LE CIME ALL’ORIZZONTE
Pur essendo il paesaggio senz’altro antropico, la magnificenza dello scenario naturale è tutt’altro che mero sfondo. Nel lento sorvolo sul lago talvolta il sentiero risale di quota, toccando le borgate e i primi alpeggi, e così si attraversano fitte boscaglie costellate di muretti a secco, o morbidi prati, come quelli dell’Ortanella. Allora lo sguardo si apre e, in pieno e sensazionale contrasto con l’orizzontalità del lago, si riempie delle forme verticali dei monti circostanti.

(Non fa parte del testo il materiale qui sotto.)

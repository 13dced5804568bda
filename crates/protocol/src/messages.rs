use serde::{Deserialize, Serialize};

// ---------------------------------------------------------------------------
// Client -> server payloads
// ---------------------------------------------------------------------------

/// First frame on every new socket.
#[derive(Debug, Clone, PartialEq, Serialize, Deserialize)]
#[serde(rename_all = "camelCase")]
pub struct AuthRequest {
    pub access_token: String,
    pub protocol_version: u32,
}

/// Opens a subscription. The request body is opaque to the client core.
#[derive(Debug, Clone, PartialEq, Serialize, Deserialize)]
pub struct SubscribeRequest {
    pub request: serde_json::Value,
}

/// Cancels a subscription by its server-assigned id.
#[derive(Debug, Clone, PartialEq, Serialize, Deserialize)]
#[serde(rename_all = "camelCase")]
pub struct UnsubscribeRequest {
    pub subscription_id: String,
}

// ---------------------------------------------------------------------------
// Server -> client payloads
// ---------------------------------------------------------------------------

/// Why the server refused an auth frame.
#[derive(Debug, Clone, PartialEq, Eq, Serialize, Deserialize)]
#[serde(rename_all = "camelCase")]
pub enum AuthRejectReason {
    /// The access token is past its expiry; a refreshed token may succeed.
    TokenExpired,
    /// The token is unknown or malformed.
    InvalidToken,
    #[serde(other)]
    Other,
}

#[derive(Debug, Clone, PartialEq, Serialize, Deserialize)]
#[serde(rename_all = "camelCase")]
pub struct AuthRejected {
    pub reason: AuthRejectReason,
    #[serde(default, skip_serializing_if = "String::is_empty")]
    pub message: String,
}

/// Acknowledges a subscribe request, carrying the id the server will tag
/// events with on this connection.
#[derive(Debug, Clone, PartialEq, Serialize, Deserialize)]
#[serde(rename_all = "camelCase")]
pub struct SubscribeAck {
    pub subscription_id: String,
}

/// A pushed event for one subscription.
#[derive(Debug, Clone, PartialEq, Serialize, Deserialize)]
#[serde(rename_all = "camelCase")]
pub struct EventPayload {
    pub subscription_id: String,
    pub data: serde_json::Value,
}
//! Connection manager for one server.
//!
//! A single driver task owns the connection state machine; everything else
//! observes it through a `watch` snapshot. `connect` is idempotent: it joins
//! whatever attempt is in flight instead of opening a second socket.

use std::sync::Arc;
use std::time::Duration;

use tokio::sync::{Mutex, Notify, watch};
use tokio::task::JoinHandle;
use tokio_util::sync::CancellationToken;
use tracing::{debug, info};

use tether_protocol::constants::{AUTH_TIMEOUT, CONNECT_TIMEOUT};
use tether_protocol::envelope::Message;

use crate::feed::EventFeed;
use crate::session::SessionManager;
use crate::subscription::SubscriptionRegistry;
use crate::transport::{Transport, TransportError};
use crate::types::{ConnectionState, ConnectionStatus, ReconnectConfig};

/// Why a connection is not (or is no longer) Active.
#[derive(Debug, Clone, PartialEq, Eq, thiserror::Error)]
pub enum ConnectionError {
    /// Socket or refresh failure with no permanent implication.
    #[error("transient network error: {0}")]
    Transient(String),

    /// The session is permanently invalid; sign-in required.
    #[error("auth revoked, sign-in required")]
    AuthRevoked,

    #[error("auth rejected: {0}")]
    AuthRejected(String),

    /// Malformed or unexpected frame.
    #[error("protocol error: {0}")]
    Protocol(String),

    /// A bounded wait expired. Retried like a transient error.
    #[error("{0} timed out")]
    Timeout(&'static str),

    /// Stopped by `disconnect`.
    #[error("stopped")]
    Stopped,
}

/// Timeouts and retry policy for one connection.
#[derive(Debug, Clone, PartialEq)]
pub struct ConnectionSettings {
    pub reconnect: ReconnectConfig,
    pub auth_timeout: Duration,
    pub connect_timeout: Duration,
}

impl Default for ConnectionSettings {
    fn default() -> Self {
        Self {
            reconnect: ReconnectConfig::default(),
            auth_timeout: AUTH_TIMEOUT,
            connect_timeout: CONNECT_TIMEOUT,
        }
    }
}

/// Point-in-time view of a connection.
#[derive(Debug, Clone, PartialEq)]
pub struct ConnectionSnapshot {
    pub state: ConnectionState,
    /// Incremented on every connect attempt.
    pub epoch: u64,
    /// No driver is running and none will start until `connect`.
    pub halted: bool,
    /// Consecutive failed attempts since the last Active transition.
    pub failures: u32,
    pub last_error: Option<ConnectionError>,
    pub status: ConnectionStatus,
}

/// Collaborators a connection manager is built from.
pub struct ConnectionParts {
    pub server_id: String,
    pub endpoint: String,
    pub transport: Arc<dyn Transport>,
    pub session: Arc<SessionManager>,
    pub registry: Arc<SubscriptionRegistry>,
    pub feed: Option<EventFeed>,
}

pub(crate) struct DriverHandle {
    cancel: CancellationToken,
    task: JoinHandle<()>,
}

/// Shared state of one connection, owned by the manager and its driver.
pub(crate) struct ConnInner {
    pub(crate) server_id: String,
    pub(crate) endpoint: String,
    pub(crate) transport: Arc<dyn Transport>,
    pub(crate) session: Arc<SessionManager>,
    pub(crate) registry: Arc<SubscriptionRegistry>,
    pub(crate) feed: Option<EventFeed>,
    pub(crate) settings: ConnectionSettings,
    pub(crate) snapshot: watch::Sender<ConnectionSnapshot>,
    pub(crate) retry_now: Notify,
    driver: Mutex<Option<DriverHandle>>,
}

impl ConnInner {
    /// Applies `f` to the snapshot, recomputes the status and publishes it
    /// to the feed if it changed.
    pub(crate) fn update(&self, f: impl FnOnce(&mut ConnectionSnapshot)) {
        let threshold = self.settings.reconnect.error_after_failures;
        let mut changed = None;
        self.snapshot.send_modify(|s| {
            let before = s.status.clone();
            f(s);
            s.status = derive_status(s, threshold);
            if s.status != before {
                changed = Some(s.status.clone());
            }
        });
        if let Some(status) = changed {
            debug!(server = %self.server_id, %status, "status changed");
            if let Some(feed) = &self.feed {
                feed.publish_status(&self.server_id, status);
            }
        }
    }

    pub(crate) fn current(&self) -> ConnectionSnapshot {
        self.snapshot.borrow().clone()
    }
}

/// Maps the state machine onto the coarse status shown to users.
pub(crate) fn derive_status(s: &ConnectionSnapshot, error_after_failures: u32) -> ConnectionStatus {
    if s.state == ConnectionState::Active {
        return ConnectionStatus::Active;
    }
    if s.halted {
        return match &s.last_error {
            Some(e @ ConnectionError::AuthRevoked) => ConnectionStatus::Error(e.to_string()),
            _ => ConnectionStatus::Disconnected,
        };
    }
    if s.failures >= error_after_failures.max(1) {
        let reason = s
            .last_error
            .as_ref()
            .map(ToString::to_string)
            .unwrap_or_else(|| "repeated connection failures".into());
        return ConnectionStatus::Error(reason);
    }
    match s.state {
        ConnectionState::Initial => ConnectionStatus::Disconnected,
        _ => ConnectionStatus::Connecting,
    }
}

/// Owns one server's socket lifecycle and reconnect policy.
pub struct ConnectionManager {
    inner: Arc<ConnInner>,
    /// Parent of every driver's cancel token; cancelled on drop.
    shutdown: CancellationToken,
}

impl ConnectionManager {
    pub fn new(parts: ConnectionParts, settings: ConnectionSettings) -> Self {
        let (snapshot, _) = watch::channel(ConnectionSnapshot {
            state: ConnectionState::Initial,
            epoch: 0,
            halted: true,
            failures: 0,
            last_error: None,
            status: ConnectionStatus::Disconnected,
        });
        Self {
            inner: Arc::new(ConnInner {
                server_id: parts.server_id,
                endpoint: parts.endpoint,
                transport: parts.transport,
                session: parts.session,
                registry: parts.registry,
                feed: parts.feed,
                settings,
                snapshot,
                retry_now: Notify::new(),
                driver: Mutex::new(None),
            }),
            shutdown: CancellationToken::new(),
        }
    }

    pub fn server_id(&self) -> &str {
        &self.inner.server_id
    }

    /// Starts the driver if it is not running. Does not wait for the
    /// connection and does not cut a backoff delay short.
    pub async fn start(&self) {
        self.ensure_running(false).await;
    }

    /// Connects, or joins the attempt already in flight, and waits until the
    /// connection is Active or that attempt fails.
    ///
    /// Dropping the returned future only detaches this caller.
    pub async fn connect(&self) -> Result<(), ConnectionError> {
        let target = self.ensure_running(true).await;
        let mut rx = self.inner.snapshot.subscribe();
        loop {
            {
                let s = rx.borrow_and_update();
                if s.state == ConnectionState::Active && s.epoch >= target {
                    return Ok(());
                }
                if s.halted {
                    return Err(s.last_error.clone().unwrap_or(ConnectionError::Stopped));
                }
                if s.state == ConnectionState::Closed && s.epoch >= target {
                    return Err(s
                        .last_error
                        .clone()
                        .unwrap_or_else(|| ConnectionError::Transient("connect failed".into())));
                }
            }
            rx.changed().await.map_err(|_| ConnectionError::Stopped)?;
        }
    }

    /// Closes the connection and suppresses retries until the next
    /// `connect` or `start`.
    pub async fn disconnect(&self) {
        let handle = self.inner.driver.lock().await.take();
        if let Some(handle) = handle {
            handle.cancel.cancel();
            let _ = handle.task.await;
            info!(server = %self.inner.server_id, "disconnected");
        }
        self.inner.update(|s| {
            if s.state != ConnectionState::Initial {
                s.state = ConnectionState::Closed;
            }
            s.halted = true;
            if s.last_error != Some(ConnectionError::AuthRevoked) {
                s.last_error = Some(ConnectionError::Stopped);
            }
        });
    }

    pub fn state(&self) -> ConnectionState {
        self.inner.snapshot.borrow().state
    }

    pub fn status(&self) -> ConnectionStatus {
        self.inner.snapshot.borrow().status.clone()
    }

    /// Epoch of the most recent connect attempt.
    pub fn epoch(&self) -> u64 {
        self.inner.snapshot.borrow().epoch
    }

    pub fn snapshot(&self) -> ConnectionSnapshot {
        self.inner.current()
    }

    pub fn watch_state(&self) -> watch::Receiver<ConnectionSnapshot> {
        self.inner.snapshot.subscribe()
    }

    /// Queues a frame on the Active connection without waiting. Returns the
    /// epoch it was sent on.
    pub fn send_current(&self, message: Message) -> Result<u64, TransportError> {
        self.inner.registry.link().try_send(message)
    }

    /// Returns the epoch the caller should wait for.
    async fn ensure_running(&self, nudge: bool) -> u64 {
        let mut driver = self.inner.driver.lock().await;
        let current = self.inner.current();

        if driver.as_ref().is_some_and(|d| !d.task.is_finished()) {
            return match current.state {
                ConnectionState::Closed if nudge => {
                    debug!(server = %self.inner.server_id, "skipping backoff delay");
                    self.inner.retry_now.notify_one();
                    current.epoch + 1
                }
                ConnectionState::Closed | ConnectionState::Initial => current.epoch + 1,
                _ => current.epoch,
            };
        }

        self.inner.update(|s| {
            s.halted = false;
            s.failures = 0;
            s.last_error = None;
        });
        let cancel = self.shutdown.child_token();
        let task = tokio::spawn(crate::reconnection::drive(
            self.inner.clone(),
            cancel.clone(),
        ));
        *driver = Some(DriverHandle { cancel, task });
        info!(server = %self.inner.server_id, endpoint = %self.inner.endpoint, "connection started");
        current.epoch + 1
    }
}

impl Drop for ConnectionManager {
    fn drop(&mut self) {
        self.shutdown.cancel();
    }
}
//! Per-server session: credential validity, single-flight refresh, revocation.
//!
//! The fast path is a read of the cached credential. Only when it is missing
//! its safety margin does a caller enter the refresh path, where the first
//! caller spawns the exchange and every concurrent caller awaits the same
//! shared result. The exchange runs in its own task, so a caller that gives
//! up only detaches itself.

use std::sync::atomic::{AtomicU64, Ordering};
use std::sync::{Arc, Mutex, MutexGuard, PoisonError, RwLock, RwLockReadGuard, RwLockWriteGuard};

use chrono::TimeDelta;
use futures_util::FutureExt;
use futures_util::future::{BoxFuture, Shared};
use tracing::{debug, info, warn};

use crate::clock::Clock;
use crate::credentials::{CredentialStore, Credentials, StoreError};
use crate::refresh::{RefreshError, TokenRefresher};

/// Default slack subtracted from `expires_at` before a credential counts as
/// usable.
pub const DEFAULT_REFRESH_MARGIN: TimeDelta = TimeDelta::seconds(30);

/// Failures surfaced by [`SessionManager::ensure_valid`].
#[derive(Debug, Clone, PartialEq, Eq, thiserror::Error)]
pub enum AuthError {
    /// The refresh token is permanently invalid; the user must sign in again.
    #[error("session revoked, sign-in required")]
    Revoked,

    /// No credentials have ever been stored for this server.
    #[error("no credentials for server")]
    MissingCredentials,

    /// The refresh exchange failed but may succeed later.
    #[error("transient auth failure: {0}")]
    Transient(String),
}

type SharedRefresh = Shared<BoxFuture<'static, Result<Credentials, AuthError>>>;

#[derive(Debug, Default)]
struct SessionState {
    credentials: Option<Credentials>,
    epoch: u64,
    revoked: bool,
    /// Set when the server refused the access token before its expiry.
    access_invalidated: bool,
}

struct InFlight {
    id: u64,
    result: SharedRefresh,
}

enum Joined {
    Ready(Credentials),
    Flight(SharedRefresh),
}

/// Everything the refresh task needs, detached from `&self`.
#[derive(Clone)]
struct Core {
    server_id: Arc<str>,
    store: Arc<dyn CredentialStore>,
    clock: Arc<dyn Clock>,
    state: Arc<RwLock<SessionState>>,
    inflight: Arc<Mutex<Option<InFlight>>>,
}

impl Core {
    fn read(&self) -> RwLockReadGuard<'_, SessionState> {
        self.state.read().unwrap_or_else(PoisonError::into_inner)
    }

    fn write(&self) -> RwLockWriteGuard<'_, SessionState> {
        self.state.write().unwrap_or_else(PoisonError::into_inner)
    }

    fn slot(&self) -> MutexGuard<'_, Option<InFlight>> {
        self.inflight.lock().unwrap_or_else(PoisonError::into_inner)
    }

    /// Revokes under an already-held write lock.
    fn revoke_locked(&self, state: &mut SessionState) {
        state.credentials = None;
        state.revoked = true;
        state.access_invalidated = false;
        state.epoch += 1;
        if let Err(e) = self.store.clear(&self.server_id) {
            warn!(server = %self.server_id, error = %e, "failed to clear stored credentials");
        }
    }

    /// Applies a finished exchange that was started against `started_epoch`.
    fn apply(
        &self,
        started_epoch: u64,
        outcome: Result<Credentials, RefreshError>,
    ) -> Result<Credentials, AuthError> {
        let mut state = self.write();

        if state.epoch != started_epoch {
            // Revoked or reloaded while the exchange was in flight.
            debug!(
                server = %self.server_id,
                started_epoch,
                current_epoch = state.epoch,
                "discarding stale refresh result"
            );
            if state.revoked {
                return Err(AuthError::Revoked);
            }
            return match &state.credentials {
                Some(c) if !state.access_invalidated && c.expires_at > self.clock.now() => {
                    Ok(c.clone())
                }
                _ => Err(AuthError::Transient("session changed during refresh".into())),
            };
        }

        match outcome {
            Ok(credentials) => {
                state.credentials = Some(credentials.clone());
                state.access_invalidated = false;
                state.epoch += 1;
                info!(server = %self.server_id, epoch = state.epoch, "session refreshed");
                if let Err(e) = self.store.save(&self.server_id, &credentials) {
                    warn!(server = %self.server_id, error = %e, "failed to persist refreshed credentials");
                }
                if credentials.expires_at <= self.clock.now() {
                    return Err(AuthError::Transient(
                        "refreshed credential is already expired".into(),
                    ));
                }
                Ok(credentials)
            }
            Err(RefreshError::InvalidGrant(reason)) => {
                warn!(server = %self.server_id, %reason, "refresh token rejected, revoking session");
                self.revoke_locked(&mut state);
                Err(AuthError::Revoked)
            }
            Err(RefreshError::Transient(reason)) => {
                warn!(server = %self.server_id, %reason, "transient refresh failure");
                Err(AuthError::Transient(reason))
            }
        }
    }
}

/// Owns one server's credentials.
pub struct SessionManager {
    token_url: String,
    refresher: Arc<dyn TokenRefresher>,
    margin: TimeDelta,
    next_flight: AtomicU64,
    core: Core,
}

impl SessionManager {
    /// Creates a session seeded from whatever the store holds for the server.
    pub fn open(
        server_id: impl Into<String>,
        token_url: impl Into<String>,
        store: Arc<dyn CredentialStore>,
        refresher: Arc<dyn TokenRefresher>,
        clock: Arc<dyn Clock>,
        margin: TimeDelta,
    ) -> Result<Self, StoreError> {
        let server_id: Arc<str> = Arc::from(server_id.into());
        let credentials = store.load(&server_id)?;
        debug!(server = %server_id, has_credentials = credentials.is_some(), "session opened");
        Ok(Self {
            token_url: token_url.into(),
            refresher,
            margin,
            next_flight: AtomicU64::new(1),
            core: Core {
                server_id,
                store,
                clock,
                state: Arc::new(RwLock::new(SessionState {
                    credentials,
                    ..SessionState::default()
                })),
                inflight: Arc::new(Mutex::new(None)),
            },
        })
    }

    pub fn server_id(&self) -> &str {
        &self.core.server_id
    }

    /// Incremented by every successful refresh, revoke and reload.
    pub fn epoch(&self) -> u64 {
        self.core.read().epoch
    }

    pub fn is_revoked(&self) -> bool {
        self.core.read().revoked
    }

    /// Returns a credential that is unexpired at return time.
    ///
    /// Concurrent callers that find the credential stale share a single
    /// refresh exchange and all observe its outcome.
    pub async fn ensure_valid(&self) -> Result<Credentials, AuthError> {
        if let Some(credentials) = self.cached()? {
            return Ok(credentials);
        }
        match self.join_or_start_refresh()? {
            Joined::Ready(credentials) => Ok(credentials),
            Joined::Flight(flight) => flight.await,
        }
    }

    /// Invalidates the session: cached and stored credentials are dropped
    /// and every later [`ensure_valid`](Self::ensure_valid) fails with
    /// [`AuthError::Revoked`] until [`reload`](Self::reload).
    pub fn revoke(&self) {
        let mut state = self.core.write();
        self.core.revoke_locked(&mut state);
        info!(server = %self.core.server_id, epoch = state.epoch, "session revoked");
    }

    /// Marks the access token unusable so the next call refreshes it. The
    /// refresh token is kept.
    pub fn invalidate_access(&self) {
        let mut state = self.core.write();
        if state.credentials.is_some() {
            state.access_invalidated = true;
            debug!(server = %self.core.server_id, "access token invalidated");
        }
    }

    /// Re-reads the store, clearing any revoked state. Returns whether
    /// credentials were found.
    pub fn reload(&self) -> Result<bool, StoreError> {
        let credentials = self.core.store.load(&self.core.server_id)?;
        let found = credentials.is_some();
        let mut state = self.core.write();
        state.credentials = credentials;
        state.revoked = false;
        state.access_invalidated = false;
        state.epoch += 1;
        info!(server = %self.core.server_id, found, epoch = state.epoch, "session reloaded");
        Ok(found)
    }

    fn cached(&self) -> Result<Option<Credentials>, AuthError> {
        let state = self.core.read();
        self.usable(&state)
    }

    fn usable(&self, state: &SessionState) -> Result<Option<Credentials>, AuthError> {
        if state.revoked {
            return Err(AuthError::Revoked);
        }
        match &state.credentials {
            Some(c)
                if !state.access_invalidated
                    && c.is_valid_at(self.core.clock.now(), self.margin) =>
            {
                Ok(Some(c.clone()))
            }
            Some(_) => Ok(None),
            None => Err(AuthError::MissingCredentials),
        }
    }

    fn join_or_start_refresh(&self) -> Result<Joined, AuthError> {
        // The slot stays locked until the new flight is stored, so the
        // task's own cleanup can never run before the insert.
        let mut slot = self.core.slot();
        if let Some(flight) = slot.as_ref() {
            debug!(server = %self.core.server_id, "joining in-flight refresh");
            return Ok(Joined::Flight(flight.result.clone()));
        }

        let (refresh_token, started_epoch) = {
            let state = self.core.read();
            // A flight may have finished between the fast path and here.
            if let Some(credentials) = self.usable(&state)? {
                return Ok(Joined::Ready(credentials));
            }
            match &state.credentials {
                Some(c) => (c.refresh_token.clone(), state.epoch),
                None => return Err(AuthError::MissingCredentials),
            }
        };

        let id = self.next_flight.fetch_add(1, Ordering::Relaxed);
        let core = self.core.clone();
        let refresher = self.refresher.clone();
        let token_url = self.token_url.clone();

        info!(server = %core.server_id, started_epoch, "starting token refresh");
        let task = tokio::spawn(async move {
            let outcome = refresher
                .refresh(&core.server_id, &token_url, &refresh_token)
                .await;
            let result = core.apply(started_epoch, outcome);
            let mut slot = core.slot();
            if slot.as_ref().is_some_and(|f| f.id == id) {
                *slot = None;
            }
            result
        });

        let result = async move {
            match task.await {
                Ok(result) => result,
                Err(e) => Err(AuthError::Transient(format!("refresh task failed: {e}"))),
            }
        }
        .boxed()
        .shared();

        *slot = Some(InFlight {
            id,
            result: result.clone(),
        });
        Ok(Joined::Flight(result))
    }
}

Dapprima il Resegone e le Grigne (indimenticabile il passaggio nella valle del torrente Meria, quando a est si apre improvvisamente un enorme anfiteatro chiuso da pareti scure e impervi torrioni); poi il Monte Legnone, perno del cammino, che coi suoi 2610 metri troneggia sul Lario. Nell’ultimo tratto, quando il sentiero sterza verso levante e si infila in Valtellina, all’orizzonte fanno capolino i campioni delle Alpi Retiche: il Sasso Manduino, dente di granito al quale, secondo la leggenda, si ancorò Noè durante il diluvio universale, e il Disgrazia, con le sue forme paurose e le pance di ghiaccio, al cui perenne disgelo (desglacio, in dialetto) deve il nome – toponimo solo in apparenza nefasto. Nel paese di Sacco, alle spalle del campanile, le Orobie selvagge sovrastano le lose dei tetti.


È quest’ultimo scorcio ad accompagnare il viandante nel colorato centro di Morbegno. Tra gli edifici affrescati (imperdibile una visita alla Collegiata, con la sua gigantesca cupola tinteggiata con il “color dell’aria”) si conclude questa placida traversata.
I pendii assolati al tramonto, il suono delle campane tra le stradine, il profumo di burro fuso che si sprigiona dalle trattorie - tutto invita a protrarre la condizione di viandante.